-- ACTION ITEM --
Which lines below mention "must"? Pick each one out.

GIVEN DATA section start

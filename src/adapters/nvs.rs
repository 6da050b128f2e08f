//! NVS (Non-Volatile Storage) adapter.
//!
//! Implements both [`ConfigPort`] and [`StoragePort`] for Plant Nanny.
//!
//! - Schedule values are plain `u32` entries in the `plantnanny`
//!   namespace (`nvs_get_u32` / `nvs_set_u32`).
//! - The device configuration is one postcard blob under `syscfg`.
//! - Every operation opens the namespace, works, commits and closes. No
//!   handle outlives a call, since deep sleep may follow any of them.
//! - Config validation: all fields are range-checked before persistence.

use crate::app::ports::{ConfigError, ConfigPort, StorageError, StoragePort};
use crate::config::SystemConfig;
use log::info;

#[cfg(target_os = "espidf")]
use log::warn;

#[cfg(not(target_os = "espidf"))]
use std::collections::HashMap;

#[cfg(target_os = "espidf")]
use esp_idf_svc::sys::*;

pub const NAMESPACE: &str = "plantnanny";
const CONFIG_KEY: &str = "syscfg";

/// NVS keys and namespaces are limited to 15 bytes plus the terminator.
const MAX_KEY_LEN: usize = 15;

#[cfg(target_os = "espidf")]
const MAX_BLOB_SIZE: usize = 512;

// ESP-IDF error codes as `esp_err_t` (bindgen exports some as u32).
#[cfg(target_os = "espidf")]
const OK: esp_err_t = ESP_OK as esp_err_t;
#[cfg(target_os = "espidf")]
const NOT_FOUND: esp_err_t = ESP_ERR_NVS_NOT_FOUND as esp_err_t;
#[cfg(target_os = "espidf")]
const NO_SPACE: esp_err_t = ESP_ERR_NVS_NOT_ENOUGH_SPACE as esp_err_t;
#[cfg(target_os = "espidf")]
const BAD_NAME: esp_err_t = ESP_ERR_NVS_INVALID_NAME as esp_err_t;
#[cfg(target_os = "espidf")]
const BAD_LENGTH: esp_err_t = ESP_ERR_NVS_INVALID_LENGTH as esp_err_t;

/// NUL-terminated copy of `key`, or `KeyTooLong`.
fn c_key(key: &str) -> Result<[u8; MAX_KEY_LEN + 1], StorageError> {
    let bytes = key.as_bytes();
    if bytes.is_empty() || bytes.len() > MAX_KEY_LEN || bytes.contains(&0) {
        return Err(StorageError::KeyTooLong);
    }
    let mut buf = [0u8; MAX_KEY_LEN + 1];
    buf[..bytes.len()].copy_from_slice(bytes);
    Ok(buf)
}

#[cfg(not(target_os = "espidf"))]
#[derive(Debug, Clone)]
enum SimValue {
    U32(u32),
    Blob(Vec<u8>),
}

pub struct NvsAdapter {
    #[cfg(not(target_os = "espidf"))]
    store: std::cell::RefCell<HashMap<String, SimValue>>,
}

impl NvsAdapter {
    /// Create a new NvsAdapter and initialise NVS flash.
    ///
    /// Returns `Err(ConfigError::IoError)` if flash initialisation fails
    /// unrecoverably. On first boot or after a version mismatch the NVS
    /// partition is erased and re-initialised automatically.
    pub fn new() -> Result<Self, ConfigError> {
        #[cfg(target_os = "espidf")]
        {
            // SAFETY: nvs_flash_init / nvs_flash_erase are called from the
            // single main-task context before any concurrent NVS access.
            let ret = unsafe { nvs_flash_init() };
            if ret == ESP_ERR_NVS_NO_FREE_PAGES as esp_err_t
                || ret == ESP_ERR_NVS_NEW_VERSION_FOUND as esp_err_t
            {
                warn!("NVS: erasing and re-initialising flash partition");
                let ret2 = unsafe { nvs_flash_erase() };
                if ret2 != OK {
                    return Err(ConfigError::IoError);
                }
                let ret3 = unsafe { nvs_flash_init() };
                if ret3 != OK {
                    return Err(ConfigError::IoError);
                }
            } else if ret != OK {
                return Err(ConfigError::IoError);
            }
            info!("NvsAdapter: ESP-IDF NVS initialised");
        }

        #[cfg(not(target_os = "espidf"))]
        info!("NvsAdapter: simulation backend");

        Ok(Self {
            #[cfg(not(target_os = "espidf"))]
            store: std::cell::RefCell::new(HashMap::new()),
        })
    }

    /// Open the namespace, execute a closure with the handle, then close.
    #[cfg(target_os = "espidf")]
    fn with_nvs_handle<F, T>(write: bool, f: F) -> Result<T, esp_err_t>
    where
        F: FnOnce(nvs_handle_t) -> Result<T, esp_err_t>,
    {
        let ns = c_key(NAMESPACE).map_err(|_| BAD_NAME)?;

        let mut handle: nvs_handle_t = 0;
        let mode = if write {
            nvs_open_mode_t_NVS_READWRITE
        } else {
            nvs_open_mode_t_NVS_READONLY
        };

        // SAFETY: `ns` is NUL-terminated and outlives the call.
        let ret = unsafe { nvs_open(ns.as_ptr() as *const _, mode, &mut handle) };
        if ret != OK {
            return Err(ret);
        }

        let result = f(handle);
        // SAFETY: handle was opened above and is not used afterwards.
        unsafe {
            nvs_close(handle);
        }
        result
    }

    #[cfg(target_os = "espidf")]
    fn map_err(code: esp_err_t) -> StorageError {
        match code {
            NOT_FOUND => StorageError::NotFound,
            NO_SPACE => StorageError::Full,
            BAD_NAME => StorageError::KeyTooLong,
            _ => StorageError::IoError,
        }
    }
}

// ───────────────────────────────────────────────────────────────
// Config validation
// ───────────────────────────────────────────────────────────────

fn is_topic_segment(s: &str) -> bool {
    !s.is_empty() && !s.contains(['/', '+', '#']) && s.is_ascii()
}

fn validate_config(cfg: &SystemConfig) -> Result<(), ConfigError> {
    if !is_topic_segment(&cfg.topic_root) {
        return Err(ConfigError::ValidationFailed(
            "topic_root must be a non-empty topic segment",
        ));
    }
    if !is_topic_segment(&cfg.device_id) {
        return Err(ConfigError::ValidationFailed(
            "device_id must be a non-empty topic segment",
        ));
    }
    if cfg.boundary_tolerance_secs > 59 {
        return Err(ConfigError::ValidationFailed(
            "boundary_tolerance_secs must be 0–59",
        ));
    }
    if cfg.timer_drift_compensation_secs > 600 {
        return Err(ConfigError::ValidationFailed(
            "timer_drift_compensation_secs must be 0–600",
        ));
    }
    if !(60..=86_400).contains(&cfg.blind_sleep_secs) {
        return Err(ConfigError::ValidationFailed(
            "blind_sleep_secs must be 60–86400",
        ));
    }
    if !(1..=600).contains(&cfg.inactivity_threshold_secs) {
        return Err(ConfigError::ValidationFailed(
            "inactivity_threshold_secs must be 1–600",
        ));
    }
    if cfg.pump_settle_ms > 10_000 {
        return Err(ConfigError::ValidationFailed(
            "pump_settle_ms must be 0–10000",
        ));
    }
    Ok(())
}

// ───────────────────────────────────────────────────────────────
// ConfigPort
// ───────────────────────────────────────────────────────────────

impl ConfigPort for NvsAdapter {
    fn load(&self) -> Result<SystemConfig, ConfigError> {
        #[cfg(not(target_os = "espidf"))]
        {
            if let Some(SimValue::Blob(bytes)) = self.store.borrow().get(CONFIG_KEY) {
                let cfg: SystemConfig =
                    postcard::from_bytes(bytes).map_err(|_| ConfigError::Corrupted)?;
                info!("NvsAdapter: loaded config from store");
                Ok(cfg)
            } else {
                info!("NvsAdapter: no stored config, using defaults");
                Ok(SystemConfig::default())
            }
        }

        #[cfg(target_os = "espidf")]
        {
            let key = c_key(CONFIG_KEY).map_err(|_| ConfigError::IoError)?;
            let result = Self::with_nvs_handle(false, |handle| {
                let mut size: usize = 0;

                // First call: get size
                let ret = unsafe {
                    nvs_get_blob(handle, key.as_ptr() as *const _, core::ptr::null_mut(), &mut size)
                };
                if ret != OK {
                    return Err(ret);
                }
                if size == 0 || size > MAX_BLOB_SIZE {
                    return Err(BAD_LENGTH);
                }

                let mut buf = vec![0u8; size];
                let ret = unsafe {
                    nvs_get_blob(
                        handle,
                        key.as_ptr() as *const _,
                        buf.as_mut_ptr() as *mut _,
                        &mut size,
                    )
                };
                if ret != OK {
                    return Err(ret);
                }

                Ok(buf)
            });

            match result {
                Ok(bytes) => {
                    let cfg: SystemConfig =
                        postcard::from_bytes(&bytes).map_err(|_| ConfigError::Corrupted)?;
                    info!("NvsAdapter: loaded config from NVS ({} bytes)", bytes.len());
                    Ok(cfg)
                }
                Err(NOT_FOUND) => {
                    info!("NvsAdapter: no stored config, using defaults");
                    Ok(SystemConfig::default())
                }
                Err(e) => {
                    warn!("NvsAdapter: NVS read error {}, using defaults", e);
                    Ok(SystemConfig::default())
                }
            }
        }
    }

    fn save(&self, config: &SystemConfig) -> Result<(), ConfigError> {
        validate_config(config)?;
        let bytes = postcard::to_allocvec(config).map_err(|_| ConfigError::IoError)?;

        #[cfg(not(target_os = "espidf"))]
        {
            self.store
                .borrow_mut()
                .insert(CONFIG_KEY.to_owned(), SimValue::Blob(bytes));
            info!("NvsAdapter: config saved (simulation)");
            Ok(())
        }

        #[cfg(target_os = "espidf")]
        {
            let key = c_key(CONFIG_KEY).map_err(|_| ConfigError::IoError)?;
            let result = Self::with_nvs_handle(true, |handle| {
                let ret = unsafe {
                    nvs_set_blob(
                        handle,
                        key.as_ptr() as *const _,
                        bytes.as_ptr() as *const _,
                        bytes.len(),
                    )
                };
                if ret != OK {
                    return Err(ret);
                }
                let ret = unsafe { nvs_commit(handle) };
                if ret != OK {
                    return Err(ret);
                }
                Ok(())
            });
            match result {
                Ok(()) => {
                    info!("NvsAdapter: config saved to NVS ({} bytes)", bytes.len());
                    Ok(())
                }
                Err(NO_SPACE) => Err(ConfigError::StorageFull),
                Err(e) => {
                    warn!("NvsAdapter: NVS write error {}", e);
                    Err(ConfigError::IoError)
                }
            }
        }
    }
}

// ───────────────────────────────────────────────────────────────
// StoragePort
// ───────────────────────────────────────────────────────────────

impl StoragePort for NvsAdapter {
    fn read_u32(&self, key: &str) -> Result<u32, StorageError> {
        let key = c_key(key)?;

        #[cfg(not(target_os = "espidf"))]
        {
            let name = sim_name(&key);
            match self.store.borrow().get(name) {
                Some(SimValue::U32(v)) => Ok(*v),
                Some(SimValue::Blob(_)) => Err(StorageError::IoError),
                None => Err(StorageError::NotFound),
            }
        }

        #[cfg(target_os = "espidf")]
        {
            Self::with_nvs_handle(false, |handle| {
                let mut value: u32 = 0;
                // SAFETY: key is NUL-terminated; value outlives the call.
                let ret = unsafe { nvs_get_u32(handle, key.as_ptr() as *const _, &mut value) };
                if ret != OK {
                    return Err(ret);
                }
                Ok(value)
            })
            .map_err(Self::map_err)
        }
    }

    fn write_u32(&mut self, key: &str, value: u32) -> Result<(), StorageError> {
        self.write_batch(&[(key, value)])
    }

    fn write_batch(&mut self, entries: &[(&str, u32)]) -> Result<(), StorageError> {
        let mut keys: heapless::Vec<[u8; MAX_KEY_LEN + 1], 16> = heapless::Vec::new();
        for (key, _) in entries {
            keys.push(c_key(key)?).map_err(|_| StorageError::Full)?;
        }

        #[cfg(not(target_os = "espidf"))]
        {
            let mut store = self.store.borrow_mut();
            for (key, (_, value)) in keys.iter().zip(entries) {
                store.insert(sim_name(key).to_owned(), SimValue::U32(*value));
            }
            Ok(())
        }

        #[cfg(target_os = "espidf")]
        {
            Self::with_nvs_handle(true, |handle| {
                for (key, (_, value)) in keys.iter().zip(entries) {
                    // SAFETY: key is NUL-terminated and valid for the call.
                    let ret = unsafe { nvs_set_u32(handle, key.as_ptr() as *const _, *value) };
                    if ret != OK {
                        return Err(ret);
                    }
                }
                let ret = unsafe { nvs_commit(handle) };
                if ret != OK {
                    return Err(ret);
                }
                Ok(())
            })
            .map_err(Self::map_err)
        }
    }
}

#[cfg(not(target_os = "espidf"))]
fn sim_name(key: &[u8; MAX_KEY_LEN + 1]) -> &str {
    let end = key.iter().position(|&b| b == 0).unwrap_or(key.len());
    core::str::from_utf8(&key[..end]).unwrap_or_default()
}

impl Default for NvsAdapter {
    fn default() -> Self {
        // Falls back to an unbacked adapter; every read then reports NotFound.
        Self::new().unwrap_or(Self {
            #[cfg(not(target_os = "espidf"))]
            store: std::cell::RefCell::new(HashMap::new()),
        })
    }
}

GIVEN DATA section end

-- WRITTEN SOLUTION --
            "topic_root must be a non-empty topic segment",
            "device_id must be a non-empty topic segment",
            "boundary_tolerance_secs must be 0–59",
            "timer_drift_compensation_secs must be 0–600",
            "blind_sleep_secs must be 60–86400",
            "inactivity_threshold_secs must be 1–600",
            "pump_settle_ms must be 0–10000",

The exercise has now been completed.